> **Problem description**
With the material below, print exactly the lines between the line holding "let outer: &[(f32, f32)]" and the line holding "inner_cw], ElementType::BoundaryContours, 3);", inclusive. Add nothing else.

[Start of Attachment]

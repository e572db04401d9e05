// Copyright 2026 the polytess authors
// License: MIT

//! Robust polygon tessellation.
//!
//! `polytess` converts arbitrary closed contours — self-intersecting,
//! nested, or wound multiple times — into a non-overlapping planar
//! subdivision, then triangulates (or merges into convex polygons, or
//! extracts the boundary of) the regions a [`WindingRule`] selects.
//!
//! The pipeline: contours become edges of a half-edge [`mesh`]; vertices
//! are swept left to right ([`queue`], [`status`]), classifying every
//! region of the arrangement by winding number and cutting edges where
//! they cross; the interior, now guaranteed monotone, is fan-triangulated;
//! finally the mesh is flattened into vertex and element buffers.
//!
//! See [`Tessellator`] for the entry point.

pub mod error;
pub mod geom;
pub mod mesh;
mod monotone;
mod output;
pub mod queue;
pub mod status;
mod sweep;
pub mod tess;

pub use error::TessError;
pub use geom::Real;
pub use tess::{
    CombineCallback, ContourOrientation, ContourVertex, ElementType, Tessellator, WindingRule,
    UNDEF,
};
// Copyright 2026 the polytess authors
// The three output modes: plain polygons, connected polygons with
// neighbor ids, and boundary contours.

mod helpers;

use polytess::{ContourOrientation, ElementType, Tessellator, WindingRule, UNDEF};

const SQUARE: &[(f32, f32)] = &[(0.0, 0.0), (1.0, 0.0), (1.0, 1.0), (0.0, 1.0)];

fn tessellate_as(
    contours: &[&[(f32, f32)]],
    element_type: ElementType,
    poly_size: usize,
) -> Tessellator<()> {
    let mut tess = Tessellator::new();
    for points in contours {
        tess.add_contour(&helpers::contour(points), ContourOrientation::Original);
    }
    tess.tessellate(WindingRule::EvenOdd, element_type, poly_size, None)
        .expect("tessellation failed");
    tess
}

// ── ConnectedPolygons ──────────────────────────────────────────────────

#[test]
fn connected_triangles_reference_each_other() {
    let tess = tessellate_as(&[SQUARE], ElementType::ConnectedPolygons, 3);
    assert_eq!(tess.element_count(), 2);
    // Per element: 3 vertex ids then 3 neighbor ids.
    assert_eq!(tess.elements().len(), 2 * 6);

    let elems = tess.elements();
    let neighbors = |f: usize| &elems[f * 6 + 3..f * 6 + 6];

    // The two triangles share the splitting diagonal: each must name the
    // other exactly once, with UNDEF on its two boundary edges.
    for f in 0..2 {
        let other = (1 - f) as u32;
        let n = neighbors(f);
        assert_eq!(
            n.iter().filter(|&&x| x == other).count(),
            1,
            "face {f} neighbors: {n:?}"
        );
        assert_eq!(
            n.iter().filter(|&&x| x == UNDEF).count(),
            2,
            "face {f} neighbors: {n:?}"
        );
    }
}

#[test]
fn neighbor_slots_align_with_edges() {
    // The neighbor id in slot i belongs to the edge from vertex i to
    // vertex i+1: the shared edge's endpoints must appear in both faces.
    let tess = tessellate_as(&[SQUARE], ElementType::ConnectedPolygons, 3);
    let elems = tess.elements();
    for f in 0..tess.element_count() {
        let verts = &elems[f * 6..f * 6 + 3];
        let neighbors = &elems[f * 6 + 3..f * 6 + 6];
        for i in 0..3 {
            if neighbors[i] == UNDEF {
                continue;
            }
            let a = verts[i];
            let b = verts[(i + 1) % 3];
            let g = neighbors[i] as usize;
            let other = &elems[g * 6..g * 6 + 3];
            assert!(
                other.contains(&a) && other.contains(&b),
                "face {f} edge {a}-{b} not found in neighbor {g}"
            );
        }
    }
}

// ── Polygons with poly_size > 3 ────────────────────────────────────────

#[test]
fn quad_output_merges_the_square_back_together() {
    let tess = tessellate_as(&[SQUARE], ElementType::Polygons, 4);
    // The two triangles merge into one convex quad.
    assert_eq!(tess.element_count(), 1);
    let elems = tess.elements();
    assert_eq!(elems.len(), 4);
    assert!(elems.iter().all(|&i| i != UNDEF));
    helpers::verify_valid_output(&tess, 4);
}

#[test]
fn poly_size_padding_uses_undef() {
    let triangle: &[(f32, f32)] = &[(0.0, 0.0), (1.0, 0.0), (0.0, 1.0)];
    let tess = tessellate_as(&[triangle], ElementType::Polygons, 6);
    assert_eq!(tess.element_count(), 1);
    let elems = tess.elements();
    assert_eq!(elems.len(), 6);
    assert!(elems[..3].iter().all(|&i| i != UNDEF));
    assert!(elems[3..].iter().all(|&i| i == UNDEF));
}

#[test]
fn merging_never_exceeds_the_requested_size() {
    // An L-shape triangulates into several triangles; with poly_size 4
    // every output face must still have at most 4 vertices.
    let l_shape: &[(f32, f32)] = &[
        (0.0, 0.0),
        (2.0, 0.0),
        (2.0, 1.0),
        (1.0, 1.0),
        (1.0, 2.0),
        (0.0, 2.0),
    ];
    let tess = tessellate_as(&[l_shape], ElementType::Polygons, 4);
    assert!(tess.element_count() >= 1);
    for poly in tess.elements().chunks(4) {
        let used = poly.iter().filter(|&&i| i != UNDEF).count();
        assert!((3..=4).contains(&used), "polygon with {used} vertices");
    }
    helpers::verify_valid_output(&tess, 4);
}

// ── BoundaryContours ───────────────────────────────────────────────────

#[test]
fn convex_polygon_boundary_is_one_contour_in_cyclic_order() {
    let pentagon: &[(f32, f32)] = &[(0.0, 0.0), (4.0, 0.0), (5.0, 2.0), (2.0, 4.0), (-1.0, 2.0)];
    let tess = tessellate_as(&[pentagon], ElementType::BoundaryContours, 3);

    assert_eq!(tess.element_count(), 1);
    let elems = tess.elements();
    assert_eq!(elems, &[0, 5][..]);
    assert_eq!(tess.vertex_count(), 5);

    // All original vertices, in original cyclic order up to rotation.
    let out: Vec<(f32, f32)> = tess
        .vertices()
        .iter()
        .map(|v| (v.position[0], v.position[1]))
        .collect();
    let offset = pentagon
        .iter()
        .position(|&p| p == out[0])
        .expect("output vertex not in input");
    for i in 0..5 {
        assert_eq!(out[i], pentagon[(offset + i) % 5], "rotation mismatch at {i}");
    }
}

#[test]
fn hole_yields_two_boundary_contours() {
    let outer: &[(f32, f32)] = &[(0.0, 0.0), (4.0, 0.0), (4.0, 4.0), (0.0, 4.0)];
    let inner_cw: &[(f32, f32)] = &[(1.0, 3.0), (3.0, 3.0), (3.0, 1.0), (1.0, 1.0)];
    let tess = tessellate_as(&[outer, inner_cw], ElementType::BoundaryContours, 3);

    assert_eq!(tess.element_count(), 2);
    let elems = tess.elements();
    // Two (start, count) runs covering all eight vertices.
    assert_eq!(elems.len(), 4);
    assert_eq!(elems[0], 0);
    assert_eq!(elems[1] + elems[3], 8);
    assert_eq!(elems[2], elems[1]);
}

#[test]
fn boundary_of_a_triangulated_shape_has_no_diagonals() {
    // Non-convex shape: boundary output must return just the outline,
    // with none of the diagonals triangulation would add.
    let l_shape: &[(f32, f32)] = &[
        (0.0, 0.0),
        (2.0, 0.0),
        (2.0, 1.0),
        (1.0, 1.0),
        (1.0, 2.0),
        (0.0, 2.0),
    ];
    let tess = tessellate_as(&[l_shape], ElementType::BoundaryContours, 3);
    assert_eq!(tess.element_count(), 1);
    assert_eq!(tess.vertex_count(), 6);
}
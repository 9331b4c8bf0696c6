//! # Control Loop
//!
//! Stitches the host link, the control law and the SBUS receiver together.
//! One [`Controller::cycle`] is one iteration of the board's main loop:
//!
//! 1. drain the SBUS receiver and publish the newest frame
//! 2. try to receive a host frame (model inputs)
//! 3. on success, run the control law and publish the outputs
//! 4. send the current outputs (and SBUS frame) to the host
//!
//! A send happens every cycle whether or not a command arrived, so the host
//! sees the last outputs and fresh receiver data at the loop rate.
//!
//! Frame layout, host to board: `[ExtInputs]`.
//! Board to host: `[ExtOutputs]` or `[ExtOutputs][SbusFrame]` with a receiver.

use log::{debug, trace, warn};

use crate::control::{ControlModel, ExtInputs, IO_LEN};
use crate::devices::sbus::{self, SbusFrame, SbusRx};
use crate::link::{Clock, Link, LinkError, MonotonicClock, Region};
use crate::logutil::hex_snippet;
use crate::metrics;
use crate::transport::{MemoryTransport, Transport};

/// Storage for every object the controller exchanges with the host.
///
/// Created before the controller and borrowed by its link for the whole run.
#[derive(Debug, Default)]
pub struct Objects {
    pub inputs: Region<IO_LEN>,
    pub outputs: Region<IO_LEN>,
    pub sbus: Region<{ sbus::PACKED_LEN }>,
}

impl Objects {
    pub fn new() -> Self {
        let objects = Self::default();
        objects.sbus.store(&SbusFrame::default());
        objects
    }
}

/// What happened during one cycle.
#[derive(Debug, Default, Clone, Copy, PartialEq, Eq)]
pub struct CycleReport {
    pub sbus_updated: bool,
    pub received: bool,
    pub sent: bool,
}

pub struct Controller<'a, T, S = MemoryTransport, C = MonotonicClock> {
    link: Link<'a, T, C>,
    objects: &'a Objects,
    model: ControlModel,
    sbus: Option<SbusRx<S>>,
}

impl<'a, T: Transport, S: Transport, C: Clock> Controller<'a, T, S, C> {
    /// Attach `objects` to `link`, start the model and reset the receiver decoder.
    pub fn new(
        mut link: Link<'a, T, C>,
        objects: &'a Objects,
        mut model: ControlModel,
        mut sbus: Option<SbusRx<S>>,
    ) -> Result<Self, LinkError> {
        link.try_attach_rx(objects.inputs.cells())?;
        link.try_attach_tx(objects.outputs.cells())?;
        if sbus.is_some() {
            link.try_attach_tx(objects.sbus.cells())?;
        }
        model.begin();
        if let Some(rx) = sbus.as_mut() {
            rx.begin();
        }
        debug!(
            "Controller ready: rx {} bytes in {} slot(s), tx {} bytes in {} slot(s)",
            link.rx_bytes(),
            link.rx_slots(),
            link.tx_bytes(),
            link.tx_slots()
        );
        Ok(Self {
            link,
            objects,
            model,
            sbus,
        })
    }

    pub fn cycle(&mut self) -> CycleReport {
        metrics::inc_cycles();
        let mut report = CycleReport::default();

        if let Some(rx) = self.sbus.as_mut() {
            match rx.read() {
                Ok(true) => {
                    let frame = rx.frame();
                    self.objects.sbus.store(&frame);
                    metrics::inc_sbus_frames();
                    report.sbus_updated = true;
                    if frame.failsafe {
                        debug!("SBUS receiver in failsafe");
                    }
                }
                Ok(false) => {}
                Err(e) => warn!("SBUS read error: {}", e),
            }
        }

        match self.link.try_receive() {
            Ok(()) => {
                metrics::inc_frames_received();
                let inputs: ExtInputs = self.objects.inputs.load();
                self.model.set_inputs(inputs);
                self.model.update();
                self.objects.outputs.store(&self.model.outputs());
                report.received = true;
                trace!(
                    "Inputs {:?} -> outputs {:?}",
                    inputs,
                    self.model.outputs()
                );
            }
            Err(e) => {
                metrics::record_rx_failure(&e);
                log_rx_failure(&e);
            }
        }

        match self.link.try_send() {
            Ok(len) => {
                metrics::inc_frames_sent();
                report.sent = true;
                trace!("Sent {} byte frame", len);
            }
            Err(e) => {
                metrics::inc_send_failures();
                match e {
                    LinkError::Io(_) => warn!("Host link send failed: {}", e),
                    _ => debug!("Host link send skipped: {}", e),
                }
            }
        }

        report
    }

    /// Stop the model; the link and transports are dropped with the controller.
    pub fn shutdown(&mut self) {
        self.model.stop();
    }

    pub fn link(&self) -> &Link<'a, T, C> {
        &self.link
    }

    pub fn link_mut(&mut self) -> &mut Link<'a, T, C> {
        &mut self.link
    }

    pub fn model(&self) -> &ControlModel {
        &self.model
    }

    pub fn sbus_mut(&mut self) -> Option<&mut SbusRx<S>> {
        self.sbus.as_mut()
    }
}

fn log_rx_failure(err: &LinkError) {
    match err {
        e if e.is_not_ready() => trace!("Host link idle: {}", e),
        LinkError::Io(_) => warn!("Host link receive failed: {}", err),
        _ => debug!("Host frame rejected: {}", err),
    }
}

/// Debug view of a raw frame, for tools that tap the byte stream.
pub fn describe_frame(bytes: &[u8]) -> String {
    format!("{} bytes [{}]", bytes.len(), hex_snippet(bytes, 48))
}
//! Process-wide link counters.
//! Updated by the controller loop; the link itself stays side-effect free.
use serde::Serialize;
use std::sync::atomic::{AtomicU64, Ordering};

use crate::link::LinkError;

static FRAMES_SENT: AtomicU64 = AtomicU64::new(0);
static FRAMES_RECEIVED: AtomicU64 = AtomicU64::new(0);
static SEND_FAILURES: AtomicU64 = AtomicU64::new(0);
static RX_IDLE: AtomicU64 = AtomicU64::new(0);
static RX_FRAMING: AtomicU64 = AtomicU64::new(0);
static RX_SHORT_READ: AtomicU64 = AtomicU64::new(0);
static RX_TIMEOUT: AtomicU64 = AtomicU64::new(0);
static RX_IO: AtomicU64 = AtomicU64::new(0);
static SBUS_FRAMES: AtomicU64 = AtomicU64::new(0);
static CYCLES: AtomicU64 = AtomicU64::new(0);

pub fn inc_frames_sent() {
    FRAMES_SENT.fetch_add(1, Ordering::Relaxed);
}

pub fn inc_frames_received() {
    FRAMES_RECEIVED.fetch_add(1, Ordering::Relaxed);
}

pub fn inc_send_failures() {
    SEND_FAILURES.fetch_add(1, Ordering::Relaxed);
}

pub fn inc_sbus_frames() {
    SBUS_FRAMES.fetch_add(1, Ordering::Relaxed);
}

pub fn inc_cycles() {
    CYCLES.fetch_add(1, Ordering::Relaxed);
}

/// Bucket a receive failure by cause.
pub fn record_rx_failure(err: &LinkError) {
    let counter = match err {
        e if e.is_not_ready() => &RX_IDLE,
        LinkError::FramingMismatch { .. } => &RX_FRAMING,
        LinkError::ShortRead { .. } => &RX_SHORT_READ,
        LinkError::Timeout { .. } => &RX_TIMEOUT,
        _ => &RX_IO,
    };
    counter.fetch_add(1, Ordering::Relaxed);
}

#[derive(Debug, Default, Clone, PartialEq, Eq, Serialize)]
pub struct Snapshot {
    pub cycles: u64,
    pub frames_sent: u64,
    pub frames_received: u64,
    pub send_failures: u64,
    pub rx_idle: u64,
    pub rx_framing: u64,
    pub rx_short_read: u64,
    pub rx_timeout: u64,
    pub rx_io: u64,
    pub sbus_frames: u64,
}

impl Snapshot {
    /// Receive attempts that found data but could not complete a frame.
    pub fn rx_rejected(&self) -> u64 {
        self.rx_framing + self.rx_short_read + self.rx_timeout + self.rx_io
    }
}

pub fn snapshot() -> Snapshot {
    Snapshot {
        cycles: CYCLES.load(Ordering::Relaxed),
        frames_sent: FRAMES_SENT.load(Ordering::Relaxed),
        frames_received: FRAMES_RECEIVED.load(Ordering::Relaxed),
        send_failures: SEND_FAILURES.load(Ordering::Relaxed),
        rx_idle: RX_IDLE.load(Ordering::Relaxed),
        rx_framing: RX_FRAMING.load(Ordering::Relaxed),
        rx_short_read: RX_SHORT_READ.load(Ordering::Relaxed),
        rx_timeout: RX_TIMEOUT.load(Ordering::Relaxed),
        rx_io: RX_IO.load(Ordering::Relaxed),
        sbus_frames: SBUS_FRAMES.load(Ordering::Relaxed),
    }
}

#[cfg(test)]
mod tests {
    use super::*;
    use crate::link::Delimiter;

    // Counters are global and other tests bump them too, so compare deltas.
    #[test]
    fn rx_failures_land_in_their_bucket() {
        let before = snapshot();
        record_rx_failure(&LinkError::NoData);
        record_rx_failure(&LinkError::FramingMismatch {
            delimiter: Delimiter::Header,
            index: 0,
            expected: 1,
            got: 2,
        });
        record_rx_failure(&LinkError::ShortRead {
            expected: 4,
            got: 0,
        });
        let after = snapshot();
        assert!(after.rx_idle > before.rx_idle);
        assert!(after.rx_framing > before.rx_framing);
        assert!(after.rx_short_read > before.rx_short_read);
        assert!(after.rx_rejected() >= before.rx_rejected() + 2);
    }
}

[End of Attachment]

> **Exercise answer**
    let outer: &[(f32, f32)] = &[(0.0, 0.0), (4.0, 0.0), (4.0, 4.0), (0.0, 4.0)];
    let inner_cw: &[(f32, f32)] = &[(1.0, 3.0), (3.0, 3.0), (3.0, 1.0), (1.0, 1.0)];
    let tess = tessellate_as(&[outer, inner_cw], ElementType::BoundaryContours, 3);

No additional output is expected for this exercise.